* THE PROBLEM:
Filter the records for "None" and keep each line that has it.

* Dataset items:
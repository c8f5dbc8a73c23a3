//! 7z backend
//!
//! The reader is reopened per extraction; solid blocks are decoded
//! sequentially until the requested entry is reached.

use super::{ArchiveBackend, EntryHandle, RawEntry};
use crate::{FsError, Result};
use chrono::{DateTime, Utc};
use sevenz_rust::{Password, SevenZReader};
use std::io::Write;
use std::path::{Path, PathBuf};
use std::time::SystemTime;

pub(crate) struct SevenZipBackend {
    path: PathBuf,
}

impl SevenZipBackend {
    pub fn open(path: &Path) -> Result<Self> {
        // surface missing files as I/O errors before any parsing happens
        std::fs::File::open(path)?;
        Ok(Self {
            path: path.to_path_buf(),
        })
    }

    fn reader(&self) -> Result<SevenZReader<std::fs::File>> {
        SevenZReader::open(&self.path, Password::empty())
            .map_err(|e| FsError::CorruptArchive(format!("Failed to open 7z: {}", e)))
    }
}

impl ArchiveBackend for SevenZipBackend {
    fn entries(&mut self) -> Result<Vec<RawEntry>> {
        let reader = self.reader()?;

        let entries = reader
            .archive()
            .files
            .iter()
            .map(|entry| {
                let modified: SystemTime = entry.last_modified_date().into();
                RawEntry {
                    name: entry.name().to_string(),
                    is_dir: entry.is_directory(),
                    size: entry.size(),
                    modified: (modified > SystemTime::UNIX_EPOCH).then(|| DateTime::<Utc>::from(modified)),
                    handle: EntryHandle::Name(entry.name().to_string()),
                }
            })
            .collect();

        Ok(entries)
    }

    fn extract(&mut self, handle: &EntryHandle, sink: &mut dyn Write) -> Result<u64> {
        let EntryHandle::Name(target) = handle else {
            return Err(FsError::Archive("7z entries are addressed by name".into()));
        };

        let mut reader = self.reader()?;
        let mut copied: Option<std::io::Result<u64>> = None;

        reader
            .for_each_entries(|entry, data| {
                if entry.name() == target {
                    copied = Some(std::io::copy(data, &mut *sink));
                    return Ok(false);
                }
                std::io::copy(data, &mut std::io::sink())
                    .map_err(|e| sevenz_rust::Error::other(format!("Failed to read: {}", e)))?;
                Ok(true)
            })
            .map_err(|e| FsError::Archive(format!("Failed to decompress 7z: {}", e)))?;

        match copied {
            Some(result) => Ok(result?),
            None => Err(FsError::NotFound(target.clone())),
        }
    }
}
//! Cancellation inside blocking copies

use crate::{FsError, Result};
use std::io::{self, Write};
use tokio_util::sync::CancellationToken;

/// Sink adapter failing the next write once `cancel` fires, so a copy
/// running on a blocking thread stops at the following chunk
struct CancelOnWrite<'a> {
    inner: &'a mut dyn Write,
    cancel: &'a CancellationToken,
}

impl Write for CancelOnWrite<'_> {
    fn write(&mut self, buf: &[u8]) -> io::Result<usize> {
        // not `Interrupted`: io::copy retries those
        if self.cancel.is_cancelled() {
            return Err(io::Error::new(io::ErrorKind::Other, "copy cancelled"));
        }
        self.inner.write(buf)
    }

    fn flush(&mut self) -> io::Result<()> {
        self.inner.flush()
    }
}

/// Run `copy` against `sink`, aborting between chunks when `cancel` fires
pub(crate) fn copy_cancellable<F>(
    cancel: &CancellationToken,
    sink: &mut dyn Write,
    copy: F,
) -> Result<u64>
where
    F: FnOnce(&mut dyn Write) -> Result<u64>,
{
    if cancel.is_cancelled() {
        return Err(FsError::Cancelled);
    }

    let mut guarded = CancelOnWrite {
        inner: sink,
        cancel,
    };
    match copy(&mut guarded) {
        // backends may wrap the io error in their own variant
        Err(_) if cancel.is_cancelled() => Err(FsError::Cancelled),
        result => result,
    }
}
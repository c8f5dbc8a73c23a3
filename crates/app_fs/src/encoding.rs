//! Entry-name decoding strategies for archives without reliable UTF-8 names
//!
//! Zip archives written by legacy tools store names in the writer's local
//! code page. Which decoder applies is a configuration decision, so the
//! extractor only ever talks to an [`EntryNameDecoder`].

use chardetng::EncodingDetector;
use encoding_rs::Encoding;
use serde::{Deserialize, Serialize};
use std::sync::Arc;

/// Hint for encoding detection
#[derive(Debug, Clone, Copy, PartialEq, Eq)]
pub enum EncodingHint {
    /// Prefer Japanese encodings (Shift_JIS)
    Japanese,
    /// Prefer Chinese Simplified (GBK/GB18030)
    ChineseSimplified,
    /// Prefer Chinese Traditional (Big5)
    ChineseTraditional,
    /// Prefer Korean (EUC-KR)
    Korean,
    /// No preference
    None,
}

impl EncodingHint {
    fn tld(self) -> Option<&'static [u8]> {
        match self {
            EncodingHint::Japanese => Some(b"jp"),
            EncodingHint::ChineseSimplified => Some(b"cn"),
            EncodingHint::ChineseTraditional => Some(b"tw"),
            EncodingHint::Korean => Some(b"kr"),
            EncodingHint::None => None,
        }
    }

    fn fallback(self) -> &'static Encoding {
        match self {
            EncodingHint::Japanese => encoding_rs::SHIFT_JIS,
            EncodingHint::ChineseSimplified => encoding_rs::GBK,
            EncodingHint::ChineseTraditional => encoding_rs::BIG5,
            EncodingHint::Korean => encoding_rs::EUC_KR,
            EncodingHint::None => encoding_rs::WINDOWS_1252,
        }
    }
}

/// Detect the most likely encoding of a byte sequence
pub fn detect_encoding(bytes: &[u8], hint: EncodingHint) -> &'static Encoding {
    if std::str::from_utf8(bytes).is_ok() {
        return encoding_rs::UTF_8;
    }

    let mut detector = EncodingDetector::new();
    detector.feed(bytes, true);

    let detected = detector.guess(hint.tld(), true);
    if detected == encoding_rs::WINDOWS_1252 {
        hint.fallback()
    } else {
        detected
    }
}

/// Decode bytes to a UTF-8 string
///
/// Returns the decoded string and a flag indicating if there were errors
pub fn decode_bytes(bytes: &[u8], hint: EncodingHint) -> (String, bool) {
    if let Ok(s) = std::str::from_utf8(bytes) {
        return (s.to_string(), false);
    }

    let encoding = detect_encoding(bytes, hint);
    let (result, _, had_errors) = encoding.decode(bytes);
    (result.into_owned(), had_errors)
}

/// Turns a raw archive entry name into a display string
pub trait EntryNameDecoder: Send + Sync {
    /// `raw` is the name as stored; `format_default` is the archive
    /// library's own decoding of it
    fn decode(&self, raw: &[u8], format_default: &str) -> String;
}

/// Trust the archive library's decoding
#[derive(Debug, Default, Clone, Copy)]
pub struct FormatDefaultDecoder;

impl EntryNameDecoder for FormatDefaultDecoder {
    fn decode(&self, _raw: &[u8], format_default: &str) -> String {
        format_default.to_string()
    }
}

/// Decode non-UTF-8 names with a fixed legacy double-byte code page
#[derive(Debug, Clone, Copy)]
pub struct LegacyCodepageDecoder {
    encoding: &'static Encoding,
}

impl LegacyCodepageDecoder {
    pub fn new(encoding: &'static Encoding) -> Self {
        Self { encoding }
    }

    pub fn encoding(&self) -> &'static Encoding {
        self.encoding
    }
}

impl EntryNameDecoder for LegacyCodepageDecoder {
    fn decode(&self, raw: &[u8], _format_default: &str) -> String {
        if let Ok(s) = std::str::from_utf8(raw) {
            return s.to_string();
        }
        let (result, _, had_errors) = self.encoding.decode(raw);
        if had_errors {
            tracing::warn!("Lossy {} decoding of entry name", self.encoding.name());
        }
        result.into_owned()
    }
}

/// Guess the code page per name with chardetng
#[derive(Debug, Clone, Copy)]
pub struct DetectingDecoder {
    hint: EncodingHint,
}

impl DetectingDecoder {
    pub fn new(hint: EncodingHint) -> Self {
        Self { hint }
    }
}

impl EntryNameDecoder for DetectingDecoder {
    fn decode(&self, raw: &[u8], _format_default: &str) -> String {
        decode_bytes(raw, self.hint).0
    }
}

/// Configured zip name decoding
#[derive(Debug, Clone, PartialEq, Eq, Serialize, Deserialize, Default)]
#[serde(rename_all = "snake_case")]
pub enum NameEncoding {
    /// Legacy code page only when the host locale calls for it
    #[default]
    Locale,
    /// Whatever the zip library decodes
    Utf8,
    /// Guess per entry
    Detect,
    /// A fixed WHATWG encoding label, e.g. "shift_jis"
    Label(String),
}

impl NameEncoding {
    /// Build the decoder for this setting
    pub fn decoder(&self) -> Arc<dyn EntryNameDecoder> {
        match self {
            NameEncoding::Locale => decoder_for_locale(system_encoding_hint()),
            NameEncoding::Utf8 => Arc::new(FormatDefaultDecoder),
            NameEncoding::Detect => Arc::new(DetectingDecoder::new(system_encoding_hint())),
            NameEncoding::Label(label) => match Encoding::for_label(label.as_bytes()) {
                Some(encoding) => Arc::new(LegacyCodepageDecoder::new(encoding)),
                None => {
                    tracing::warn!("Unknown encoding label {:?}, using format default", label);
                    Arc::new(FormatDefaultDecoder)
                }
            },
        }
    }
}

/// Only a Japanese host locale switches zip names to Shift_JIS
pub fn decoder_for_locale(hint: EncodingHint) -> Arc<dyn EntryNameDecoder> {
    match hint {
        EncodingHint::Japanese => Arc::new(LegacyCodepageDecoder::new(encoding_rs::SHIFT_JIS)),
        _ => Arc::new(FormatDefaultDecoder),
    }
}

/// Get the system default encoding hint based on locale
#[cfg(windows)]
pub fn system_encoding_hint() -> EncodingHint {
    use windows::Win32::Globalization::GetUserDefaultLCID;

    let lcid = unsafe { GetUserDefaultLCID() };

    match lcid & 0x3FF {
        0x11 => EncodingHint::Japanese,
        0x04 => EncodingHint::ChineseSimplified,
        0x12 => EncodingHint::Korean,
        _ => EncodingHint::None,
    }
}

#[cfg(not(windows))]
pub fn system_encoding_hint() -> EncodingHint {
    ["LC_ALL", "LC_CTYPE", "LANG"]
        .iter()
        .find_map(|var| std::env::var(var).ok().filter(|v| !v.is_empty()))
        .map(|lang| hint_from_locale_name(&lang))
        .unwrap_or(EncodingHint::None)
}

/// Map a POSIX/BCP-47 locale name onto a hint
pub fn hint_from_locale_name(lang: &str) -> EncodingHint {
    let lang = lang.to_lowercase().replace('-', "_");
    if lang.starts_with("ja") {
        EncodingHint::Japanese
    } else if lang.starts_with("zh_cn") || lang.starts_with("zh_sg") {
        EncodingHint::ChineseSimplified
    } else if lang.starts_with("zh_tw") || lang.starts_with("zh_hk") {
        EncodingHint::ChineseTraditional
    } else if lang.starts_with("ko") {
        EncodingHint::Korean
    } else {
        EncodingHint::None
    }
}
//! NestFiler: browse nested archives and render thumbnails from the command line

mod cli;
mod commands;

use anyhow::Result;
use app_core::{AppConfig, Services};
use clap::Parser;
use cli::Cli;
use tokio_util::sync::CancellationToken;

#[tokio::main]
async fn main() -> Result<()> {
    let cli = Cli::parse();

    let config = match &cli.config {
        Some(path) => AppConfig::load_from(path)?,
        None => AppConfig::load()?,
    };

    // Held until exit so buffered file logs are flushed
    let _log_guard = app_log::init(&config.log)?;
    tracing::info!("NestFiler {} starting", env!("CARGO_PKG_VERSION"));

    let services = Services::new(&config)?;

    let cancel = CancellationToken::new();
    let ctrl_c = cancel.clone();
    tokio::spawn(async move {
        if tokio::signal::ctrl_c().await.is_ok() {
            tracing::info!("Interrupted");
            ctrl_c.cancel();
        }
    });

    let result = commands::run(&services, cli.command, &cancel).await;
    if let Err(e) = &result {
        tracing::error!("Command failed: {:#}", e);
    }

    services.shutdown();
    result
}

* TASK OUTPUT:
        let mut copied: Option<std::io::Result<u64>> = None;
            None => Err(FsError::NotFound(target.clone())),
    None,
            EncodingHint::None => None,
            EncodingHint::None => encoding_rs::WINDOWS_1252,
                None => {
        _ => EncodingHint::None,
        .unwrap_or(EncodingHint::None)
        EncodingHint::None
        None => AppConfig::load()?,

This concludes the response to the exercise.